Tuesday, December 15, 2015

The Rise of Hate Search

One phenomenon that ought to be disturbing is the rise of hate speech, especially among the Republican party base.  And the increase in such hate speech has, in my view, directly correlated to the rise of the Christofascists and racists in the party base.  The mind set increasingly seems to be that if one is not a white, far right, heterosexual Christian, then you are not human and worthy of all kinds of lies, threats and intimidation.  We've seen this pattern directed towards gays for years by the "godly folk," but now it is taking on a wider range of targets.  Worse yet, Republican candidates are getting in on the act.  A column in the New York Times looks at the phenomenon.  Here are highlights:

HOURS after the massacre in San Bernardino, Calif., on Dec. 2, and minutes after the media first reported that at least one of the shooters had a Muslim-sounding name, a disturbing number of Californians had decided what they wanted to do with Muslims: kill them.

The top Google search in California with the word “Muslims” in it was “kill Muslims.” And the rest of America searched for the phrase “kill Muslims” with about the same frequency that they searched for “martini recipe,” “migraine symptoms” and “Cowboys roster.”

People often have vicious thoughts. Sometimes they share them on Google. Do these thoughts matter?  Yes. Using weekly data from 2004 to 2013, we found a direct correlation between anti-Muslim searches and anti-Muslim hate crimes.

When Islamophobic searches are at their highest levels, such as during the controversy over the “ground zero mosque” in 2010 or around the anniversary of 9/11, hate crimes tend to be at their highest levels, too.

In 2014, according to the F.B.I., anti-Muslim hate crimes represented 16.3 percent of the total of 1,092 reported offenses motivated by religious bias. Anti-Semitism still led the way as a motive for these crimes, at 58.2 percent.

The frightening thing is this: If our model is right, Islamophobia and thus anti-Muslim hate crimes are currently higher than at any time since the immediate aftermath of the Sept. 11 attacks.  

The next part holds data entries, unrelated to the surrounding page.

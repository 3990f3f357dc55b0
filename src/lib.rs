//! # imagelint
//!
//! A consistency linter for the image assets of an Apple-platform project.
//! It walks an images folder (loose files and `.xcassets` catalogs) and a
//! sources folder, and reports everything that makes an image set wrong:
//! sizes that don't divide by their scale, missing or surplus scale variants,
//! raster data hiding in "vector" files, two names for one picture, one name
//! for two pictures, references to images that don't exist, and images
//! nothing refers to.
//!
//! # Architecture: Four Phases Over One Registry
//!
//! ```text
//! 1. Discovery       Images/   →  registry of records by canonical name
//! 2. Validation      records   →  raster/vector type, size and scale checks
//! 3. Duplicates      records   →  same name twice, same pixels twice
//! 4. Reconciliation  Sources/  →  undefined references, unused images
//! ```
//!
//! Every phase reads and updates the same [`types::ImageRegistry`], owned by
//! the [`engine::Engine`] together with the diagnostic counters. Problems in
//! the scanned project never abort a run; they become diagnostics printed as
//! `path[:line]: severity: message` and the process exits non-zero iff at
//! least one error was reported.
//!
//! # Module Map
//!
//! | Module | Role |
//! |--------|------|
//! | [`engine`] | Run context and phase ordering |
//! | [`scan`] | Phase 1: walks the images root, builds records |
//! | [`validate`] | Phase 2: per-file and per-record image checks |
//! | [`duplicates`] | Phase 3: duplicate-by-name and duplicate-by-content |
//! | [`usage`] | Phase 4: reference patterns, undefined and unused images |
//! | [`catalog`] | `Contents.json` descriptors of image sets and namespace folders |
//! | [`naming`] | `name@Nx.ext` convention, catalog suffixes, mirror keys |
//! | [`types`] | Image records and the registry |
//! | [`imaging`] | Pure-Rust probing and content signatures |
//! | [`diagnostics`] | Severity, diagnostic sinks and counters |
//! | [`config`] | `imagelint.toml` loading and validation |
//! | [`output`] | CLI output formatting |
//!
//! # Design Decisions
//!
//! ## Canonical Names, Not Files
//!
//! The unit of checking is a logical image: `Icon.png`, `Icon@2x.png` and
//! `Icon@3x.png` are one record named `Icon`; so are the files of a
//! `Icon.imageset`. Catalog folders that declare `provides-namespace` prefix
//! the names beneath them (`Buttons/Ok`). Generated accessors reach the same
//! record through its mirror key (`Buttons.ok`).
//!
//! ## Pure-Rust Imaging
//!
//! Raster files are decoded with the `image` crate; SVG and PDF sizes are
//! read from their markup. No system libraries, no rasterizer.
//!
//! ## Unused Means Unused Everywhere
//!
//! A project may refer to some images by string literal and others through
//! generated accessors. An image is unused only when no active reference
//! style mentions it.

pub mod catalog;
pub mod config;
pub mod diagnostics;
pub mod duplicates;
pub mod engine;
pub mod imaging;
pub mod naming;
pub mod output;
pub mod scan;
pub mod types;
pub mod usage;
pub mod validate;

#[cfg(test)]
pub(crate) mod test_helpers;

If someone is willing to say ‘I hate them’ or ‘they disgust me,’ we know that those emotions are as good a predictor of behavior as actual intent,” said Susan Fiske, a social psychologist at Princeton, pointing to 50 years of psychology research on anti-black bias. “If people are making expressive searches about Muslims, it’s likely to be tied to anti-Muslim hate crime.”

[M]any Muslim Americans have already experienced the havoc that one Islamophobe can create.

Asma Mohammed Nizami is a 23-year-old Muslim woman from Minnesota who directs services for students at a nonprofit and wears a head scarf, or hijab. Last Saturday, driving home from an event, she stopped at a traffic light, where she saw a man in the next car over glaring at her. He rolled down his window and called her a “Muslim bitch.” When Ms. Nizami started to drive away, he trailed her and then tried to run her off the road with his red Chevy Impala.

While the vast majority of Muslim Americans won’t be victims of hate crimes, few escape the “constant sense of fear and paranoia” that they or their loved ones might be next, said Rana Ibrahem, a Muslim woman from Long Island who works as a paralegal.

We examined prejudicial searches against black people, white people, gay people, Asians, Jews, Mexicans and Christians. We estimate that negative attitudes against Muslims today are higher than prejudice against any group in any month since 2004, when Google began preserving detailed data on search volumes.

[W]e think there are three things the rest of us not giving speeches in the Oval Office can do.

First, parents should be talking to their kids about how the overwhelming majority of Muslim Americans pose no threat to them.

Second, police departments would be wise to use search data to allocate resources through predictive policing. The data, for example, could tell police chiefs when sending a cop to do an extra drive through a Muslim neighborhood, or making sure that the town mosque was safe overnight, would be a good idea.

Third, Muslim Americans are right to take some precautions. Like most grave threats, hate crimes are rare. Our model suggests that, if Islamophobic sentiment stays at its current level, about one in every 10,000 Muslims will be the victim of a reported hate crime over the next year, similar to the rate of automobile fatalities and orders of magnitude higher than the chance of being a victim of terrorism.